Heat efsanesi ve ezeli rakipleri Dwyane Wade, “Oynadığımız herhangi bir takım kadar mücadeleci.” diyor.

Heat forveti Udonis Haslem de “Onlara karşı ne zaman sahaya çıkarsak çıkalım fiziksel bir mücadele olacağını biliyorduk, eski tip bir Doğu Konferansı maçı gibi… O maçlardan sonra muhtemelen vücudunuz için buza ihtiyacınız olurdu.”

Ağrılar için buz. Bulls, bütün sezon boyunca kaybettiği maçlarda bile rakiplerine bunu yaşatmıştı.

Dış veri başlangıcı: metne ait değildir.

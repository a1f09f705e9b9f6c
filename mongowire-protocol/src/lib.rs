//! # mongowire-protocol
//!
//! Legacy MongoDB wire protocol: OP_QUERY, OP_GET_MORE, OP_KILL_CURSORS
//! and OP_REPLY.
//!
//! This crate provides:
//! - Little-endian primitive and raw-document reads over byte buffers
//! - Message header framing
//! - Request encoders and the reply decoder
//! - A streaming frame decoder
//!
//! Documents are opaque length-prefixed buffers here; serializing them is the
//! caller's concern.

pub mod buffer;
pub mod codec;
pub mod error;
pub mod flags;
pub mod frame;
pub mod message;
pub mod namespace;

pub use codec::{Decoder, Encoder};
pub use error::ProtocolError;
pub use flags::{QueryFlags, ResponseFlags};
pub use frame::{encode_message, Frame, MessageHeader, OpCode, HEADER_SIZE};
pub use message::{GetMoreRequest, KillCursorsRequest, QueryRequest, Reply, RequestMessage};
pub use namespace::{Namespace, COMMAND_COLLECTION};

/// Default server port.
pub const DEFAULT_PORT: u16 = 27017;

/// Largest frame accepted or produced, header included.
pub const MAX_MESSAGE_SIZE: usize = 48_000_000;

/// Longest C string read from the wire, terminator included.
pub const MAX_CSTRING_SIZE: usize = 1024;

Bulls o sezon 62 maç kazandı. Jordan sonrası dönemin zirvesiydi. Bir tanesi NBA Finalleri’ne çıkana kadar her Bulls kadrosunun karşılaştırılacağı takım onlar.

O Bulls takımı Chicago’daki insanların sevgisini kazandı, ligin geri kalanına da ilk yılındaki çılgın koçları Tom Thibodeau ile birlikte başı dik bir oyun sergileyerek sürpriz yaşattı. Boğucu savunmalarıyla maçları kazandılar, sahipsiz toplar için vücutlarını feda ettiler ve takım içinde bireyselliklerini kaybettiler. Takımda 22 yaşında, şehrin çocuğu durdurulamayan, zirvesinde Derrick Rose vardı.

O Bulls takımı, doğru oyuncularla doğru personeli doğru zamanda yakalamıştı. Kurdukları ve bugüne kadar devam eden bağ, onları takım arkadaşları ya da şehirlerine karşı yüz üstü bırakmayacaktı.

“Sadece koç olarak değil, asistan koç olarak da birçok harika takımın parçası oldum.”  diyor Thibodeau. “Fakat sadece gösterdikleri mücadeleden dolayı onları en üste koyarım. Bütün beklentileri karşıladıklarını, hatta belki de aştıklarını düşünüyorum. Bir takımı bu şekilde değelendirirsiniz.”

Serttiler. Birdiler. Rose’ları vardı. Thibs’leri vardı. Bençleri sağlamdı. Hem o gün hem de gelecekleri umutluydu.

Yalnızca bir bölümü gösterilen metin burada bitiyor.